| ASSIGNED TASK |
Copy out each line containing "created" from the entries below.
━━━━━ DATA SECTION ━━━━━
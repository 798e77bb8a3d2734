pub mod event_handler;
pub mod healthz;
//! Build scheduler (§4.7): turns one accepted delivery into one or two
//! builds, subject to the emission filter (§4.8), and registers builds that
//! can fail visibly with the failure reporter (§4.9).

use tracing::{debug, instrument};

use crate::build_store::{BuildStore, BuildStoreError};
use crate::filter;
use crate::ids::IssueId;
use crate::model::{Build, Revision};

/// Registers a build the reporter should watch for pod failure. Kept
/// separate from `BuildStore` because it's an in-process concern (the
/// reporter's indexer), not a persistence one.
pub trait FailureReporter: Send + Sync {
    fn register(&self, build_id: &str, project_name: &str, issue_number: u64, installation_token: &str);
}

/// A no-op reporter for gateways started with `ReportBuildFailures=false`.
pub struct NoopReporter;

impl FailureReporter for NoopReporter {
    fn register(&self, _build_id: &str, _project_name: &str, _issue_number: u64, _installation_token: &str) {}
}

pub struct ScheduleRequest<'a> {
    pub project_id: &'a str,
    pub project_name: &'a str,
    pub event_type: &'a str,
    pub action: Option<&'a str>,
    pub revision: Revision,
    pub payload: Vec<u8>,
    pub issue_id: Option<IssueId>,
    pub installation_token: Option<&'a str>,
    pub report_build_failures: bool,
}

/// Emit `eventType`, then (if `action` is non-empty) `eventType:action`,
/// each filtered independently and in that order (§5's ordering guarantee).
/// Returns the build types actually created, in creation order, so callers
/// can assert against the literal scenarios in §8.
#[instrument(skip(build_store, reporter, req), fields(event_type = req.event_type, project = req.project_id))]
pub async fn schedule(
    req: ScheduleRequest<'_>,
    emitted_events: &[String],
    build_store: &impl BuildStore,
    reporter: &impl FailureReporter,
) -> Result<Vec<String>, BuildStoreError> {
    let mut kinds = vec![req.event_type.to_string()];
    if let Some(action) = req.action.filter(|a| !a.is_empty()) {
        kinds.push(format!("{}:{action}", req.event_type));
    }

    let mut created = Vec::with_capacity(kinds.len());
    for kind in kinds {
        if !filter::is_emitted(emitted_events, &kind) {
            debug!(kind, "emission filter dropped build");
            continue;
        }
        let build = Build::new(req.project_id, kind.clone(), req.revision.clone(), req.payload.clone());
        build_store.create_build(build.clone()).await?;
        created.push(kind);

        if let (true, Some(issue_id), Some(token)) = (req.report_build_failures, req.issue_id, req.installation_token) {
            if !issue_id.is_zero() && !token.is_empty() {
                reporter.register(&build.id, req.project_name, issue_id.0, token);
            }
        }
    }
    Ok(created)
}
━━━━━
| THE COMPLETED TASK |
/// Returns the build types actually created, in creation order, so callers
    let mut created = Vec::with_capacity(kinds.len());
        created.push(kind);
    Ok(created)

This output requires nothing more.